If some file was copied successfully before suspend, currently 
hv_copy_finished() doesn't reset target_fname; so after resume, when
the daemon handles the faked CANCEL_FCOPY message, hv_copy_cancel()
removes the file unexpectedly.

This patch resets target_fname in hv_copy_finished() to avoid the described
issue. 

In case a file is not fully copied before suspend (which means hv_copy_finished()
is not called), we'd better also reset taret_fname hv_copy_cancel(), since we'd
better make sure we only try to remove the file once, when we suspend/resume
multiple times.

I'll add a comment in the next version of the patch.
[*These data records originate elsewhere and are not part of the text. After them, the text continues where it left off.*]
//! Link configuration
//!
//! [`LinkConfig`] gathers every tunable of the link in one place. Register
//! addresses are protocol constants in [`register_map`](crate::register_map)
//! and are deliberately absent here.
//!
//! # Example
//!
//! ```rust
//! use mover_link::config::LinkConfig;
//! use mover_link::bitfield::BitWriteStrategy;
//! use std::time::Duration;
//!
//! let config = LinkConfig::new()
//!     .with_axis_count(4)
//!     .with_bit_strategy(BitWriteStrategy::ReadModifyWrite)
//!     .with_poll_interval(Duration::from_millis(500));
//!
//! assert!(config.validate().is_ok());
//! assert_eq!(config.axis_count, 4);
//! ```

use std::time::Duration;

use crate::bitfield::BitWriteStrategy;
use crate::client::{DEFAULT_MASKED_BUDGET_MS, DEFAULT_MASKED_SHARE};
use crate::device_limits::DeviceLimits;
use crate::error::{ModbusError, ModbusResult};
use crate::keepalive::{KeepAliveConfig, KeepAliveMode};
use crate::logging::CallbackLogger;
use crate::recipe::StationRecipe;
use crate::register_map::mover_status;
use crate::transport::TransportConfig;

/// Default bound of a plain synchronous read or write.
pub const DEFAULT_SYNC_TIMEOUT_MS: u64 = 1000;
/// Default period of the cyclic status read.
pub const DEFAULT_POLL_INTERVAL_MS: u64 = 200;

/// Every tunable of a [`MoverLink`](crate::link::MoverLink).
#[derive(Debug, Clone)]
pub struct LinkConfig {
    /// Bound on opening the socket.
    pub connect_timeout: Duration,
    /// Hard deadline of every request on the wire.
    pub request_timeout: Duration,
    /// Bound of each plain synchronous read or write.
    pub sync_timeout: Duration,
    /// Overall bound of one bit update, fallback included.
    pub bit_update_budget: Duration,
    pub bit_strategy: BitWriteStrategy,
    /// Share of `bit_update_budget` given to the masked attempt.
    pub masked_share: f64,
    pub keepalive: KeepAliveConfig,
    /// Movers decoded by the status poll, ids `0..axis_count`.
    pub axis_count: u16,
    pub poll_enabled: bool,
    pub poll_interval: Duration,
    pub limits: DeviceLimits,
    pub logger: CallbackLogger,
}

impl Default for LinkConfig {
    fn default() -> Self {
        let transport = TransportConfig::default();
        Self {
            connect_timeout: transport.connect_timeout,
            request_timeout: transport.request_timeout,
            sync_timeout: Duration::from_millis(DEFAULT_SYNC_TIMEOUT_MS),
            bit_update_budget: Duration::from_millis(DEFAULT_MASKED_BUDGET_MS),
            bit_strategy: BitWriteStrategy::default(),
            masked_share: DEFAULT_MASKED_SHARE,
            keepalive: KeepAliveConfig::default(),
            axis_count: 1,
            poll_enabled: true,
            poll_interval: Duration::from_millis(DEFAULT_POLL_INTERVAL_MS),
            limits: DeviceLimits::default(),
            logger: CallbackLogger::default(),
        }
    }
}

impl LinkConfig {
    pub fn new() -> Self {
        Self::default()
    }

    pub fn with_connect_timeout(mut self, timeout: Duration) -> Self {
        self.connect_timeout = timeout;
        self
    }

    pub fn with_request_timeout(mut self, timeout: Duration) -> Self {
        self.request_timeout = timeout;
        self
    }

    pub fn with_sync_timeout(mut self, timeout: Duration) -> Self {
        self.sync_timeout = timeout;
        self
    }

    pub fn with_bit_update_budget(mut self, budget: Duration) -> Self {
        self.bit_update_budget = budget;
        self
    }

    pub fn with_bit_strategy(mut self, strategy: BitWriteStrategy) -> Self {
        self.bit_strategy = strategy;
        self
    }

    /// Clamped to `0.1..=0.9` when the budget is split.
    pub fn with_masked_share(mut self, share: f64) -> Self {
        self.masked_share = share;
        self
    }

    pub fn with_keepalive(mut self, keepalive: KeepAliveConfig) -> Self {
        self.keepalive = keepalive;
        self
    }

    pub fn with_keepalive_enabled(mut self, enabled: bool) -> Self {
        self.keepalive.enabled = enabled;
        self
    }

    pub fn with_keepalive_mode(mut self, mode: KeepAliveMode) -> Self {
        self.keepalive.mode = mode;
        self
    }

    pub fn with_keepalive_interval(mut self, interval: Duration) -> Self {
        self.keepalive.interval = interval;
        self
    }

    pub fn with_axis_count(mut self, count: u16) -> Self {
        self.axis_count = count;
        self
    }

    pub fn with_polling(mut self, enabled: bool) -> Self {
        self.poll_enabled = enabled;
        self
    }

    pub fn with_poll_interval(mut self, interval: Duration) -> Self {
        self.poll_interval = interval;
        self
    }

    pub fn with_limits(mut self, limits: DeviceLimits) -> Self {
        self.limits = limits;
        self
    }

    pub fn with_logger(mut self, logger: CallbackLogger) -> Self {
        self.logger = logger;
        self
    }

    /// Timeouts handed to the TCP transport
    pub fn transport_config(&self) -> TransportConfig {
        TransportConfig {
            connect_timeout: self.connect_timeout,
            request_timeout: self.request_timeout,
        }
    }

    /// Reject settings the link cannot run with.
    pub fn validate(&self) -> ModbusResult<()> {
        if self.sync_timeout.is_zero() || self.request_timeout.is_zero() {
            return Err(ModbusError::configuration("Timeouts must be non-zero"));
        }
        if !self.masked_share.is_finite() {
            return Err(ModbusError::configuration("Masked-write share must be finite"));
        }
        if self.keepalive.enabled && self.keepalive.interval.is_zero() {
            return Err(ModbusError::configuration("Keep-alive interval must be non-zero"));
        }
        if self.poll_enabled && self.poll_interval.is_zero() {
            return Err(ModbusError::configuration("Poll interval must be non-zero"));
        }
        self.limits
            .check(mover_status::STRIDE, StationRecipe::REGISTERS)?;
        let span = u32::from(self.axis_count) * u32::from(mover_status::STRIDE);
        if u32::from(mover_status::BASE) + span > 0x1_0000 {
            return Err(ModbusError::configuration(format!(
                "{} movers exceed the status address space",
                self.axis_count
            )));
        }
        Ok(())
    }
}

#[cfg(test)]
mod tests {
    use super::*;

    #[test]
    fn test_defaults() {
        let config = LinkConfig::default();
        assert_eq!(config.connect_timeout, Duration::from_millis(3000));
        assert_eq!(config.request_timeout, Duration::from_millis(crate::DEFAULT_TIMEOUT_MS));
        assert_eq!(config.sync_timeout, Duration::from_millis(1000));
        assert_eq!(config.bit_update_budget, Duration::from_millis(2800));
        assert_eq!(config.bit_strategy, BitWriteStrategy::MaskedWithFallback);
        assert_eq!(config.masked_share, 0.4);
        assert_eq!(config.keepalive.interval, Duration::from_millis(3000));
        assert_eq!(config.axis_count, 1);
        assert!(config.poll_enabled);
        assert!(config.validate().is_ok());
    }

    #[test]
    fn test_builder() {
        let config = LinkConfig::new()
            .with_keepalive_mode(KeepAliveMode::Poll)
            .with_keepalive_interval(Duration::from_millis(2000))
            .with_limits(DeviceLimits::conservative())
            .with_sync_timeout(Duration::from_millis(500));

        assert_eq!(config.keepalive.mode, KeepAliveMode::Poll);
        assert_eq!(config.keepalive.op_timeout(), Duration::from_millis(800));
        assert_eq!(config.limits.max_read_registers, 50);
        assert_eq!(config.transport_config().connect_timeout, config.connect_timeout);
    }

    #[test]
    fn test_validate_rejects() {
        assert!(LinkConfig::new()
            .with_sync_timeout(Duration::ZERO)
            .validate()
            .is_err());
        assert!(LinkConfig::new()
            .with_limits(DeviceLimits::new().with_max_write_registers(4))
            .validate()
            .is_err());
        // A status block must fit one read.
        assert!(LinkConfig::new()
            .with_limits(DeviceLimits::new().with_max_read_registers(9))
            .validate()
            .is_err());
        assert!(LinkConfig::new()
            .with_axis_count(u16::MAX)
            .validate()
            .is_err());
        assert!(LinkConfig::new()
            .with_keepalive_interval(Duration::ZERO)
            .validate()
            .is_err());
        // A disabled keep-alive does not care about its interval.
        assert!(LinkConfig::new()
            .with_keepalive_enabled(false)
            .with_keepalive_interval(Duration::ZERO)
            .validate()
            .is_ok());
    }
}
> since target_fname is a null terminated string, it seems like
> target_fname[0] = 0 would be sufficient vs. zero'ing all 4096 bytes
> (PATH_MAX).

I agree. Will use this better method.

> > +reopen_fcopy_fd:
> > +	hv_copy_cancel();
> > +	in_handshake = 1;
> >  	fcopy_fd = open("/dev/vmbus/hv_fcopy", O_RDWR);
> >
> >  	if (fcopy_fd < 0) {
> > @@ -196,7 +205,8 @@ int main(int argc, char *argv[])
> >  		len = pread(fcopy_fd, &buffer, sizeof(buffer), 0);
> >  		if (len < 0) {
> >  			syslog(LOG_ERR, "pread failed: %s", strerror(errno));
> > -			exit(EXIT_FAILURE);
> > +			close(fcopy_fd);
> > +			goto reopen_fcopy_fd;
> 
> In this case and all similar cases in this patch, there may be some risk
> of getting stuck in a tight loop doing reopens if things are broken
> in some strange and bizarre way.   Having an absolute limit on the
> number of reopens is potentially too restrictive as it could limit the
> number of times a VM could be hibernated and resumed.  Ideally
> there could a simple rate limit on the reopens -- if it happens too frequently,
> go ahead and exit like the current code does.  Thoughts?

If there is a bug, IMO it's better to get stuck in a tight loop, so the user
can notice it more quickly by the "top" command. :-)

With the patch, the daemon can get stuck in the loop only when the daemon
successfully reopens the dev file and registers itself to the kernel, but fails
to handle one of the messages. IMO the chance is pretty small, and if that
happens, there must be a bug in the hv_utils driver we need to fix, so, again,
IMO it's better to make the bug more noticeable by the tight loop. :-)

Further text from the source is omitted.